Every business is feeling the impact of COVID-19. The pandemic is accelerating the trend towards e-commerce over physical stores, forcing many to reconsider how their business model functions in a digital-first market.

Some sectors are experiencing a positive impact, a temporary sales uplift or burst of engagement, but most are negatively hit. Certain sectors, like travel and leisure, are essentially on pause, while others, like the automotive industry, have seen a fall in consumer interest and conversion.

Whether your business is benefiting or losing out, it is vital to track the impact and the signs that markets are starting to revert to normal. With this information, reactive work and recovery planning can be better structured, leading to a more informed, more effective operation.

COVID-19 has created an uncertain market. We could all do with more certainty in our day to day lives. With this in mind, DEPT® has created two data dashboards, one to track the impact and one to track recovery.

At DEPT®, we aim to reinvent and accelerate your digital reality. To achieve this, we combine data, creative and technology expertise to solve the key business challenge facing your company. Many businesses sit on a goldmine of data; our two models look to put that data to use.

What is the impact of COVID-19 on the main KPIs of different industries?

Our impact dashboard tracks a series of KPIs against the forecasted KPI figure and the curve of confirmed COVID-19 cases in a country of choice. Data is updated each day.

Possible KPIs include transactions, web conversion rate, number of web sessions and so on. This lets your company see the impact on performance at a glance and plan accordingly. By including the curve of confirmed cases, your business is able to track the effect a steep rise has against a flattening of the curve.

Is business for different industries picking up again?

Our recovery dashboard plots a recovery threshold based on improvements in key metrics and how long-lasting these improvements are. The threshold is algorithmically determined, built to show when your business should be taking action. If the threshold is consistently met for multiple days, it signifies that the market is picking up and your business can consider implementing recovery plans.

The dashboard splits recovery into three levels, based on the sales funnel. Upper representing search intent, mid representing visit intent and lower representing conversion intent. The split is made to detect recovery as early in the funnel as possible.

How are these insights generated?

Automated data collection & storage

Our data engineers created automated data pipelines connected with Google Cloud Platform that gather, store, structure and normalise industry-level data.
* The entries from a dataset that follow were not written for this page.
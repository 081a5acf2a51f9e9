use tracing::trace;
use winnow::{combinator::alt, PResult, Parser};

use super::{AdvantageMode, AttackConfig, DamageSyntax, DamageTerm, D20};
use crate::error::{Error, Result};

#[derive(Debug, Clone, Copy, PartialEq, Eq, Hash)]
/// A field of an [`AttackConfig`] that can be set from a flag, a prompt or a
/// `key:value` line.
pub enum Field {
    /// `ac:{n}`, n >= 1
    DefenseValue,
    /// `attacks:{n}`, n >= 1
    AttackCount,
    /// `crit range:{n}`, 1 <= n <= 20
    CriticalThreshold,
    /// `modifier:{n}`, any integer
    AttackModifier,
    /// `attack type:{a|d|n}`, empty means normal
    AdvantageMode,
    /// `damage:{expression}`, appended to the damage already read
    Damage,
}

impl Field {
    pub const ALL: [Field; 6] = [
        Field::DefenseValue,
        Field::AttackCount,
        Field::CriticalThreshold,
        Field::AttackModifier,
        Field::AdvantageMode,
        Field::Damage,
    ];

    /// The key used in configuration files.
    pub fn key(self) -> &'static str {
        match self {
            Field::DefenseValue => "ac",
            Field::AttackCount => "attacks",
            Field::CriticalThreshold => "crit range",
            Field::AttackModifier => "modifier",
            Field::AdvantageMode => "attack type",
            Field::Damage => "damage",
        }
    }

    /// Splits a `key:value` line into its field and raw value.
    /// Keys are case sensitive and must start the line.
    pub fn split_line(line: &str) -> Option<(Field, &str)> {
        let mut value = line;
        let field = field_key.parse_next(&mut value).ok()?;
        Some((field, value))
    }
}

fn field_key(input: &mut &str) -> PResult<Field> {
    alt((
        "ac:".value(Field::DefenseValue),
        "attacks:".value(Field::AttackCount),
        "crit range:".value(Field::CriticalThreshold),
        "modifier:".value(Field::AttackModifier),
        "attack type:".value(Field::AdvantageMode),
        "damage:".value(Field::Damage),
    ))
    .parse_next(input)
}

impl AdvantageMode {
    /// `a`/`A` for advantage, `d`/`D` for disadvantage, `n`/`N` or nothing
    /// for a normal roll.
    pub fn parse(input: &str) -> Option<AdvantageMode> {
        match input.trim() {
            "a" | "A" => Some(AdvantageMode::Advantage),
            "d" | "D" => Some(AdvantageMode::Disadvantage),
            "n" | "N" | "" => Some(AdvantageMode::Normal),
            _ => None,
        }
    }
}

impl AttackConfig {
    /// Validates `value` for `field` and stores it.
    /// Damage is appended to the terms already present, every other field
    /// overwrites its previous value.
    pub fn apply(&mut self, field: Field, value: &str, syntax: DamageSyntax) -> Result<()> {
        let trimmed = value.trim();
        let invalid = |expected| Error::InvalidFieldValue {
            field,
            value: trimmed.to_string(),
            expected,
        };

        match field {
            Field::DefenseValue => {
                let ac = trimmed.parse::<u32>().ok().filter(|ac| *ac >= 1);
                self.defense_value = Some(ac.ok_or_else(|| invalid("an integer greater than 0"))?);
            }
            Field::AttackCount => {
                let count = trimmed.parse::<u32>().ok().filter(|count| *count >= 1);
                self.attack_count =
                    Some(count.ok_or_else(|| invalid("an integer greater than 0"))?);
            }
            Field::CriticalThreshold => {
                let threshold = trimmed
                    .parse::<u32>()
                    .ok()
                    .filter(|threshold| (1..=D20).contains(threshold));
                self.critical_threshold =
                    threshold.ok_or_else(|| invalid("an integer between 1 and 20"))?;
            }
            Field::AttackModifier => {
                self.attack_modifier = trimmed.parse().map_err(|_| invalid("an integer"))?;
            }
            Field::AdvantageMode => {
                self.advantage_mode = AdvantageMode::parse(trimmed)
                    .ok_or_else(|| invalid("A for advantage, D for disadvantage or N for normal"))?;
            }
            Field::Damage => {
                let terms = DamageTerm::parse_with(trimmed, syntax)?;
                self.damage_terms.extend(terms);
            }
        }

        trace!(field = field.key(), value = trimmed, "applied field");
        self.fresh = false;
        Ok(())
    }

    /// Checks that every field needed to roll is present.
    /// `block` is reported back in the error when the config came from a file.
    pub fn ensure_complete(&self, block: Option<usize>) -> Result<()> {
        let missing = |field| -> Result<()> { Err(Error::IncompleteConfiguration { field, block }) };

        if self.attack_count.is_none() {
            return missing(Field::AttackCount);
        }
        if self.damage_terms.is_empty() {
            return missing(Field::Damage);
        }
        if self.advantage_mode == AdvantageMode::Unset {
            return missing(Field::AdvantageMode);
        }
        if self.defense_value.is_none() {
            return missing(Field::DefenseValue);
        }
        Ok(())
    }
}

impl std::fmt::Display for Field {
    fn fmt(&self, f: &mut std::fmt::Formatter<'_>) -> std::fmt::Result {
        let str = match self {
            Field::DefenseValue => "AC",
            Field::AttackCount => "attack count",
            Field::CriticalThreshold => "crit range",
            Field::AttackModifier => "attack modifier",
            Field::AdvantageMode => "attack type",
            Field::Damage => "damage",
        };
        write!(f, "{str}")
    }
}

#[cfg(test)]
mod tests {
    use super::*;

    fn apply(field: Field, value: &str) -> Result<AttackConfig> {
        let mut config = AttackConfig::new();
        config.apply(field, value, DamageSyntax::Lenient)?;
        Ok(config)
    }

    #[test]
    fn test_split_line() {
        #[rustfmt::skip]
        let inputs = [
            ("ac:15", Some((Field::DefenseValue, "15"))),
            ("attacks: 3", Some((Field::AttackCount, " 3"))),
            ("crit range:19", Some((Field::CriticalThreshold, "19"))),
            ("modifier:-2", Some((Field::AttackModifier, "-2"))),
            ("attack type:", Some((Field::AdvantageMode, ""))),
            ("damage:1d6 fire", Some((Field::Damage, "1d6 fire"))),
            ("AC:15", None),
            (" ac:15", None),
            ("ac 15", None),
            ("armor:15", None),
        ];

        for (input, expected) in inputs {
            assert_eq!(Field::split_line(input), expected, "{input:?}");
        }
    }

    #[test]
    fn test_every_key_is_recognized() {
        for field in Field::ALL {
            let line = format!("{}:1", field.key());
            assert_eq!(Field::split_line(&line).map(|(f, _)| f), Some(field));
        }
    }

    #[test]
    fn test_apply_numbers() {
        assert_eq!(apply(Field::DefenseValue, "15").unwrap().defense_value(), Some(15));
        assert_eq!(apply(Field::AttackCount, " 4 ").unwrap().attack_count(), Some(4));
        assert_eq!(apply(Field::CriticalThreshold, "19").unwrap().critical_threshold(), 19);
        assert_eq!(apply(Field::AttackModifier, "-3").unwrap().attack_modifier(), -3);
    }

    #[test]
    fn test_apply_out_of_range() {
        #[rustfmt::skip]
        let inputs = [
            (Field::DefenseValue, "0"),
            (Field::DefenseValue, "-5"),
            (Field::DefenseValue, "twelve"),
            (Field::AttackCount, "0"),
            (Field::AttackCount, ""),
            (Field::CriticalThreshold, "0"),
            (Field::CriticalThreshold, "21"),
            (Field::AttackModifier, "+-1"),
            (Field::AdvantageMode, "x"),
            (Field::AdvantageMode, "advantage"),
        ];

        for (field, value) in inputs {
            let err = apply(field, value).unwrap_err();
            assert!(
                matches!(err, Error::InvalidFieldValue { field: f, .. } if f == field),
                "{field:?} {value:?} gave {err:?}"
            );
        }
    }

    #[test]
    fn test_apply_advantage_mode() {
        #[rustfmt::skip]
        let inputs = [
            ("a", AdvantageMode::Advantage),
            ("A", AdvantageMode::Advantage),
            ("d", AdvantageMode::Disadvantage),
            ("D", AdvantageMode::Disadvantage),
            ("n", AdvantageMode::Normal),
            ("N", AdvantageMode::Normal),
            ("", AdvantageMode::Normal),
        ];

        for (value, expected) in inputs {
            assert_eq!(apply(Field::AdvantageMode, value).unwrap().advantage_mode(), expected);
        }
    }

    #[test]
    fn test_damage_is_appended() {
        let mut config = AttackConfig::new();
        config
            .apply(Field::Damage, "1d8 + 3 slashing", DamageSyntax::Lenient)
            .unwrap();
        config
            .apply(Field::Damage, "2d6 fire", DamageSyntax::Lenient)
            .unwrap();

        let labels: Vec<_> = config.damage_terms().iter().map(|t| t.type_label()).collect();
        assert_eq!(labels, ["slashing", "fire"]);
    }

    #[test]
    fn test_fresh_until_a_field_is_set() {
        let mut config = AttackConfig::new();
        assert!(config.is_fresh());

        config
            .apply(Field::AttackModifier, "2", DamageSyntax::Lenient)
            .unwrap();
        assert!(!config.is_fresh());
    }

    #[test]
    fn test_ensure_complete_names_the_missing_field() {
        let config = AttackConfig::new();
        let err = config.ensure_complete(Some(2)).unwrap_err();
        assert!(matches!(
            err,
            Error::IncompleteConfiguration {
                field: Field::AttackCount,
                block: Some(2)
            }
        ));
        assert_eq!(err.to_string(), "missing attack count in attack set 2");

        let config = AttackConfig::manual().with_attack_count(2);
        let err = config.ensure_complete(None).unwrap_err();
        assert!(matches!(
            err,
            Error::IncompleteConfiguration {
                field: Field::Damage,
                block: None
            }
        ));

        let config = AttackConfig::manual()
            .with_attack_count(2)
            .with_damage([DamageTerm::new(1, 6, 0, "fire")]);
        assert!(matches!(
            config.ensure_complete(None),
            Err(Error::IncompleteConfiguration {
                field: Field::DefenseValue,
                ..
            })
        ));
        assert!(config.with_defense_value(12).ensure_complete(None).is_ok());
    }
}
This data is split across the sales funnel for each industry.

The data collected consists of web behavioural data from Google Analytics and search data from Google Search Console. This data is subsequently stored in Google BigQuery.

How did we activate the data?

Our Data Scientists created enrichment pipelines that enrich the data with forecasts for each business and funnel KPI. This information informs the algorithmically created recovery threshold.

The forecasting models were based on historical data up to the outbreak of COVID-19, generating a forecast for the “normal” situation. Using this enriched data, we connected our data in Google Cloud Platform to Google Datastudio where it leads to the simple, but powerful visualisations you can see in the dashboard.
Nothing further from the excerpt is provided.